HD 200073

Observation data Epoch J2000 Equinox ICRS
- Constellation: Microscopium
- Right ascension: 21^{h} 02^{m} 27.16546^{s}
- Declination: −38° 31′ 51.4904″
- Apparent magnitude (V): 5.94

Characteristics
- Evolutionary stage: red giant branch
- Spectral type: K2 III or K0 IV
- B−V color index: +1.15

Astrometry
- Radial velocity (R_{v}): 39±10 km/s
- Proper motion (μ): RA: +156.842 mas/yr Dec.: −171.108 mas/yr
- Parallax (π): 14.358±0.0466 mas
- Distance: 227.2 ± 0.7 ly (69.6 ± 0.2 pc)
- Absolute magnitude (M_{V}): +1.79

Details
- Mass: 1.03 M_{☉}
- Radius: 9.15±0.46 R_{☉}
- Luminosity: 28.8±0.3 L_{☉}
- Surface gravity (log g): 2.75 cgs
- Temperature: 4,569±50 K
- Metallicity [Fe/H]: −0.13 dex
- Rotational velocity (v sin i): 2.7±1.1 km/s
- Age: 8.79^{+2.32} _{−2.04} Gyr
- Other designations: 43 G. Microscopii, CD−39°14079, CPD−39°8841, GC 29351, HD 200073, HIP 103836, HR 8046, SAO 212653, TIC 115011683

Database references
- SIMBAD: data

= HD 200073 =

K-type giant in Microscopium

HD 200073 (HR 8046; 43 G. Microscopii) is a solitary star located in the southern constellation of Microscopium 8.5 ' northwest of Zeta Microscopii. It is faintly visible to the naked eye as an orange-hued point of light with an apparent magnitude of 5.94. The object is located relatively close at a distance of 227 light-years based on Gaia DR3 parallax measurements, but it is receding with a heliocentric radial velocity of 39 km/s. At its current distance, HD 200073's brightness is diminished by an interstellar extinction of 0.13 magnitudes and it has an absolute magnitude of +1.79. It has a relatively high proper motion across the celestial sphere, moving at a rate of 213 mas/yr.

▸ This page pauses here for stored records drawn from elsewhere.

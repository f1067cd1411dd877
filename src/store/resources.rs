use async_trait::async_trait;
use chrono::{DateTime, Utc};
use serde::Serialize;
use serde_json::Value;
use sqlx::{postgres::PgRow, PgPool, Row};
use uuid::Uuid;

use super::StoreError;

/// The tenant-scoped resource families served by the action endpoint.
/// Each maps to its own table; every query on those tables carries a
/// `tenant_id` filter and every insert stamps it.
#[derive(Debug, Clone, Copy, PartialEq, Eq, Hash)]
pub enum ResourceKind {
    Content,
    Playlist,
    EmergencyMessage,
    Setting,
}

impl ResourceKind {
    pub fn parse(resource: &str) -> Option<Self> {
        match resource {
            "content" => Some(ResourceKind::Content),
            "playlist" => Some(ResourceKind::Playlist),
            "emergency_message" => Some(ResourceKind::EmergencyMessage),
            "setting" => Some(ResourceKind::Setting),
            _ => None,
        }
    }

    pub fn table(&self) -> &'static str {
        match self {
            ResourceKind::Content => "content",
            ResourceKind::Playlist => "playlists",
            ResourceKind::EmergencyMessage => "emergency_messages",
            ResourceKind::Setting => "settings",
        }
    }

    /// Singular label for client-facing messages
    pub fn label(&self) -> &'static str {
        match self {
            ResourceKind::Content => "content item",
            ResourceKind::Playlist => "playlist",
            ResourceKind::EmergencyMessage => "emergency message",
            ResourceKind::Setting => "setting",
        }
    }
}

#[derive(Debug, Clone, Serialize)]
pub struct ResourceRecord {
    pub id: Uuid,
    pub tenant_id: Uuid,
    pub data: Value,
    pub created_at: DateTime<Utc>,
    pub updated_at: DateTime<Utc>,
}

#[async_trait]
pub trait ResourceStore: Send + Sync {
    async fn list(
        &self,
        tenant_id: Uuid,
        kind: ResourceKind,
    ) -> Result<Vec<ResourceRecord>, StoreError>;

    async fn get(
        &self,
        tenant_id: Uuid,
        kind: ResourceKind,
        id: Uuid,
    ) -> Result<Option<ResourceRecord>, StoreError>;

    async fn create(
        &self,
        tenant_id: Uuid,
        kind: ResourceKind,
        data: Value,
    ) -> Result<ResourceRecord, StoreError>;

    /// Replaces `data`; returns None when the row is absent or owned by
    /// another tenant.
    async fn update(
        &self,
        tenant_id: Uuid,
        kind: ResourceKind,
        id: Uuid,
        data: Value,
    ) -> Result<Option<ResourceRecord>, StoreError>;

    async fn delete(
        &self,
        tenant_id: Uuid,
        kind: ResourceKind,
        id: Uuid,
    ) -> Result<bool, StoreError>;
}

pub struct PgResourceStore {
    pool: PgPool,
}

impl PgResourceStore {
    pub fn new(pool: PgPool) -> Self {
        Self { pool }
    }
}

fn record_from_row(row: &PgRow) -> Result<ResourceRecord, StoreError> {
    Ok(ResourceRecord {
        id: row.try_get("id")?,
        tenant_id: row.try_get("tenant_id")?,
        data: row.try_get("data")?,
        created_at: row.try_get("created_at")?,
        updated_at: row.try_get("updated_at")?,
    })
}

const RECORD_COLUMNS: &str = "id, tenant_id, data, created_at, updated_at";

#[async_trait]
impl ResourceStore for PgResourceStore {
    async fn list(
        &self,
        tenant_id: Uuid,
        kind: ResourceKind,
    ) -> Result<Vec<ResourceRecord>, StoreError> {
        let sql = format!(
            "SELECT {} FROM {} WHERE tenant_id = $1 ORDER BY created_at",
            RECORD_COLUMNS,
            kind.table()
        );
        let rows = sqlx::query(&sql).bind(tenant_id).fetch_all(&self.pool).await?;
        rows.iter().map(record_from_row).collect()
    }

    async fn get(
        &self,
        tenant_id: Uuid,
        kind: ResourceKind,
        id: Uuid,
    ) -> Result<Option<ResourceRecord>, StoreError> {
        let sql = format!(
            "SELECT {} FROM {} WHERE tenant_id = $1 AND id = $2",
            RECORD_COLUMNS,
            kind.table()
        );
        let row = sqlx::query(&sql)
            .bind(tenant_id)
            .bind(id)
            .fetch_optional(&self.pool)
            .await?;
        row.as_ref().map(record_from_row).transpose()
    }

    async fn create(
        &self,
        tenant_id: Uuid,
        kind: ResourceKind,
        data: Value,
    ) -> Result<ResourceRecord, StoreError> {
        let sql = format!(
            "INSERT INTO {} (id, tenant_id, data) VALUES ($1, $2, $3) RETURNING {}",
            kind.table(),
            RECORD_COLUMNS
        );
        let row = sqlx::query(&sql)
            .bind(Uuid::new_v4())
            .bind(tenant_id)
            .bind(data)
            .fetch_one(&self.pool)
            .await?;
        record_from_row(&row)
    }

    async fn update(
        &self,
        tenant_id: Uuid,
        kind: ResourceKind,
        id: Uuid,
        data: Value,
    ) -> Result<Option<ResourceRecord>, StoreError> {
        let sql = format!(
            "UPDATE {} SET data = $3, updated_at = now() \
             WHERE tenant_id = $1 AND id = $2 RETURNING {}",
            kind.table(),
            RECORD_COLUMNS
        );
        let row = sqlx::query(&sql)
            .bind(tenant_id)
            .bind(id)
            .bind(data)
            .fetch_optional(&self.pool)
            .await?;
        row.as_ref().map(record_from_row).transpose()
    }

    async fn delete(
        &self,
        tenant_id: Uuid,
        kind: ResourceKind,
        id: Uuid,
    ) -> Result<bool, StoreError> {
        let sql = format!(
            "DELETE FROM {} WHERE tenant_id = $1 AND id = $2",
            kind.table()
        );
        let result = sqlx::query(&sql)
            .bind(tenant_id)
            .bind(id)
            .execute(&self.pool)
            .await?;
        Ok(result.rows_affected() > 0)
    }
}

#[cfg(test)]
mod tests {
    use super::*;

    #[test]
    fn parses_known_resources() {
        assert_eq!(ResourceKind::parse("playlist"), Some(ResourceKind::Playlist));
        assert_eq!(
            ResourceKind::parse("emergency_message"),
            Some(ResourceKind::EmergencyMessage)
        );
        assert_eq!(ResourceKind::parse("screens"), None);
    }
}
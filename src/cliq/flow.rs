use serde_json::Value;
use uuid::Uuid;

use crate::error::ApiError;
use crate::store::credentials::CredentialStore;

use super::client::{EndpointSpec, UpstreamApi, UpstreamError};
use super::token::{RefreshError, TokenExchanger};

/// Perform one upstream call with at most one corrective refresh.
///
/// Attempt -> AuthExpired -> refresh -> rotate -> retry once. The outcome of
/// the retry is final; per inbound request this makes at most 2 upstream
/// calls and 1 token exchange, and a possibly-revoked integration is never
/// hammered in a loop.
pub async fn call_with_refresh(
    upstream: &dyn UpstreamApi,
    exchanger: &dyn TokenExchanger,
    credentials: &dyn CredentialStore,
    tenant_id: Uuid,
    integration: &str,
    endpoint: &EndpointSpec,
) -> Result<Value, ApiError> {
    let credential = credentials
        .get(tenant_id, integration)
        .await?
        .ok_or_else(|| ApiError::NotConfigured(integration.to_string()))?;

    match upstream.call(&credential.access_token, endpoint).await {
        Ok(payload) => return Ok(payload),
        Err(UpstreamError::AuthExpired) => {}
        Err(err) => return Err(upstream_to_api(err)),
    }

    // Stale access token. Without a refresh token there is nothing to
    // retry with; the tenant has to re-run setup.
    let refresh_token = credential
        .refresh_token
        .as_deref()
        .ok_or(ApiError::NoRefreshToken)?;

    let token = match exchanger.refresh(refresh_token).await {
        Ok(token) => token,
        Err(RefreshError::Denied(msg)) => return Err(ApiError::RefreshDenied(msg)),
        Err(RefreshError::Transport(msg)) => return Err(ApiError::RefreshDenied(msg)),
    };

    credentials
        .rotate(
            tenant_id,
            integration,
            &token.access_token,
            token.refresh_token.as_deref(),
        )
        .await?;

    match upstream.call(&token.access_token, endpoint).await {
        Ok(payload) => Ok(payload),
        // A rejection of the freshly-rotated token is final; never loop
        // back into another refresh.
        Err(UpstreamError::AuthExpired) => {
            Err(ApiError::Upstream("refreshed token was rejected".to_string()))
        }
        Err(err) => Err(upstream_to_api(err)),
    }
}

fn upstream_to_api(err: UpstreamError) -> ApiError {
    match err {
        UpstreamError::AuthExpired => ApiError::Upstream("access token rejected".to_string()),
        UpstreamError::Upstream { status, body } => {
            ApiError::Upstream(format!("status {}: {}", status, body))
        }
        UpstreamError::Transport(msg) => ApiError::Upstream(msg),
    }
}
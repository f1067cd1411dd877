pub mod tenant;

pub use tenant::{tenant_middleware, TenantContext};
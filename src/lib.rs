pub mod auth;
pub mod cliq;
pub mod config;
pub mod dispatch;
pub mod error;
pub mod handlers;
pub mod middleware;
pub mod routes;
pub mod state;
pub mod store;
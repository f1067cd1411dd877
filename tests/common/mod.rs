#![allow(dead_code)]

use std::collections::VecDeque;
use std::sync::atomic::{AtomicUsize, Ordering};
use std::sync::{Arc, Mutex};

use async_trait::async_trait;
use axum::body::Body;
use axum::http::{Request, StatusCode};
use axum::Router;
use serde_json::Value;
use tower::ServiceExt;
use uuid::Uuid;

use signage_api::cliq::client::{EndpointSpec, UpstreamApi, UpstreamError};
use signage_api::cliq::token::{RefreshError, TokenExchanger, TokenResponse};
use signage_api::routes;
use signage_api::state::AppState;
use signage_api::store::memory::MemoryStore;
use signage_api::store::resources::{ResourceKind, ResourceRecord, ResourceStore};
use signage_api::store::StoreError;

/// Upstream double that replays a scripted sequence of outcomes and counts
/// every call it receives.
pub struct ScriptedUpstream {
    responses: Mutex<VecDeque<Result<Value, UpstreamError>>>,
    pub calls: AtomicUsize,
}

impl ScriptedUpstream {
    pub fn new() -> Self {
        Self {
            responses: Mutex::new(VecDeque::new()),
            calls: AtomicUsize::new(0),
        }
    }

    pub fn push_ok(&self, payload: Value) {
        self.responses.lock().unwrap().push_back(Ok(payload));
    }

    pub fn push_auth_expired(&self) {
        self.responses
            .lock()
            .unwrap()
            .push_back(Err(UpstreamError::AuthExpired));
    }

    pub fn calls(&self) -> usize {
        self.calls.load(Ordering::SeqCst)
    }
}

#[async_trait]
impl UpstreamApi for ScriptedUpstream {
    async fn call(
        &self,
        _access_token: &str,
        _endpoint: &EndpointSpec,
    ) -> Result<Value, UpstreamError> {
        self.calls.fetch_add(1, Ordering::SeqCst);
        self.responses
            .lock()
            .unwrap()
            .pop_front()
            .unwrap_or(Err(UpstreamError::Transport("script exhausted".into())))
    }
}

/// Exchanger double: either always succeeds with the given tokens or always
/// denies, counting calls either way.
pub struct ScriptedExchanger {
    grant: Option<(String, Option<String>)>,
    pub calls: AtomicUsize,
}

impl ScriptedExchanger {
    pub fn granting(access: &str, refresh: Option<&str>) -> Self {
        Self {
            grant: Some((access.to_string(), refresh.map(str::to_string))),
            calls: AtomicUsize::new(0),
        }
    }

    pub fn denying() -> Self {
        Self {
            grant: None,
            calls: AtomicUsize::new(0),
        }
    }

    pub fn calls(&self) -> usize {
        self.calls.load(Ordering::SeqCst)
    }
}

#[async_trait]
impl TokenExchanger for ScriptedExchanger {
    async fn refresh(&self, _refresh_token: &str) -> Result<TokenResponse, RefreshError> {
        self.calls.fetch_add(1, Ordering::SeqCst);
        match &self.grant {
            Some((access, refresh)) => Ok(TokenResponse {
                access_token: access.clone(),
                refresh_token: refresh.clone(),
                expires_in: Some(3600),
            }),
            None => Err(RefreshError::Denied("invalid_grant".into())),
        }
    }
}

/// Counts every resource-store call so tests can assert "no datastore access"
pub struct CountingResources {
    inner: Arc<MemoryStore>,
    pub calls: AtomicUsize,
}

impl CountingResources {
    pub fn new(inner: Arc<MemoryStore>) -> Self {
        Self {
            inner,
            calls: AtomicUsize::new(0),
        }
    }

    pub fn calls(&self) -> usize {
        self.calls.load(Ordering::SeqCst)
    }
}

#[async_trait]
impl ResourceStore for CountingResources {
    async fn list(
        &self,
        tenant_id: Uuid,
        kind: ResourceKind,
    ) -> Result<Vec<ResourceRecord>, StoreError> {
        self.calls.fetch_add(1, Ordering::SeqCst);
        self.inner.list(tenant_id, kind).await
    }

    async fn get(
        &self,
        tenant_id: Uuid,
        kind: ResourceKind,
        id: Uuid,
    ) -> Result<Option<ResourceRecord>, StoreError> {
        self.calls.fetch_add(1, Ordering::SeqCst);
        ResourceStore::get(self.inner.as_ref(), tenant_id, kind, id).await
    }

    async fn create(
        &self,
        tenant_id: Uuid,
        kind: ResourceKind,
        data: Value,
    ) -> Result<ResourceRecord, StoreError> {
        self.calls.fetch_add(1, Ordering::SeqCst);
        ResourceStore::create(self.inner.as_ref(), tenant_id, kind, data).await
    }

    async fn update(
        &self,
        tenant_id: Uuid,
        kind: ResourceKind,
        id: Uuid,
        data: Value,
    ) -> Result<Option<ResourceRecord>, StoreError> {
        self.calls.fetch_add(1, Ordering::SeqCst);
        self.inner.update(tenant_id, kind, id, data).await
    }

    async fn delete(
        &self,
        tenant_id: Uuid,
        kind: ResourceKind,
        id: Uuid,
    ) -> Result<bool, StoreError> {
        self.calls.fetch_add(1, Ordering::SeqCst);
        self.inner.delete(tenant_id, kind, id).await
    }
}

/// Everything a test needs: the assembled router plus handles to the doubles
pub struct Harness {
    pub app: Router,
    pub store: Arc<MemoryStore>,
    pub upstream: Arc<ScriptedUpstream>,
    pub exchanger: Arc<ScriptedExchanger>,
    pub resources: Arc<CountingResources>,
}

pub fn harness_with_exchanger(exchanger: ScriptedExchanger) -> Harness {
    let store = Arc::new(MemoryStore::default());
    let upstream = Arc::new(ScriptedUpstream::new());
    let exchanger = Arc::new(exchanger);
    let resources = Arc::new(CountingResources::new(store.clone()));

    let state = AppState {
        tenants: store.clone(),
        credentials: store.clone(),
        resources: resources.clone(),
        upstream: upstream.clone(),
        exchanger: exchanger.clone(),
    };

    Harness {
        app: routes::app(state),
        store,
        upstream,
        exchanger,
        resources,
    }
}

pub fn harness() -> Harness {
    harness_with_exchanger(ScriptedExchanger::granting("fresh-access", None))
}

/// Send a request and return (status, parsed JSON body)
pub async fn send(
    app: &Router,
    method: &str,
    path: &str,
    headers: &[(&str, &str)],
    body: Option<Value>,
) -> (StatusCode, Value) {
    let mut builder = Request::builder().method(method).uri(path);
    for (name, value) in headers {
        builder = builder.header(*name, *value);
    }

    let request = match body {
        Some(value) => builder
            .header("content-type", "application/json")
            .body(Body::from(value.to_string()))
            .unwrap(),
        None => builder.body(Body::empty()).unwrap(),
    };

    let response = app.clone().oneshot(request).await.unwrap();
    let status = response.status();
    let bytes = axum::body::to_bytes(response.into_body(), usize::MAX)
        .await
        .unwrap();
    let value = if bytes.is_empty() {
        Value::Null
    } else {
        serde_json::from_slice(&bytes).unwrap()
    };
    (status, value)
}

/// Login (registering on first use) and return (token, tenant id)
pub async fn login(app: &Router, name: &str) -> (String, Uuid) {
    let (status, body) = send(
        app,
        "POST",
        "/auth/login",
        &[],
        Some(serde_json::json!({ "name": name, "secret": "pw" })),
    )
    .await;
    assert_eq!(status, StatusCode::OK, "login failed: {}", body);

    let token = body["data"]["token"].as_str().unwrap().to_string();
    let tenant_id = body["data"]["tenant"]["id"]
        .as_str()
        .map(|s| Uuid::parse_str(s).unwrap())
        .unwrap();
    (token, tenant_id)
}

/// POST an action envelope as the given bearer
pub async fn post_action(
    app: &Router,
    token: &str,
    resource: &str,
    body: Value,
) -> (StatusCode, Value) {
    let auth = format!("Bearer {}", token);
    send(
        app,
        "POST",
        &format!("/api/{}", resource),
        &[("authorization", auth.as_str())],
        Some(body),
    )
    .await
}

HD 200073 has a stellar classification of K2 III, indicating that it is an evolved K-type giant that has exhausted hydrogen at its core and left the main sequence. Astronomer David Stanley Evans gave a class of K0 IV, indicating that it is a slightly evolved subgiant that is ceasing hydrogen fusion at its core. HD 200073 is currently on the red giant branch, fusing hydrogen in a shell around an inert helium core. It has a comparable mass to the Sun but at the age of 8.79 billion years, it has expanded to 9.15 times the radius of the Sun. It radiates 28.8 times the luminosity of the Sun from its enlarged photosphere at an effective temperature of 4569 K. HD 200073 is slightly metal-deficient with an iron abundance of [Fe/H] = −0.13 or 74.1% of the Sun's. It spins modestly with a projected rotational velocity of 2.7 km/s.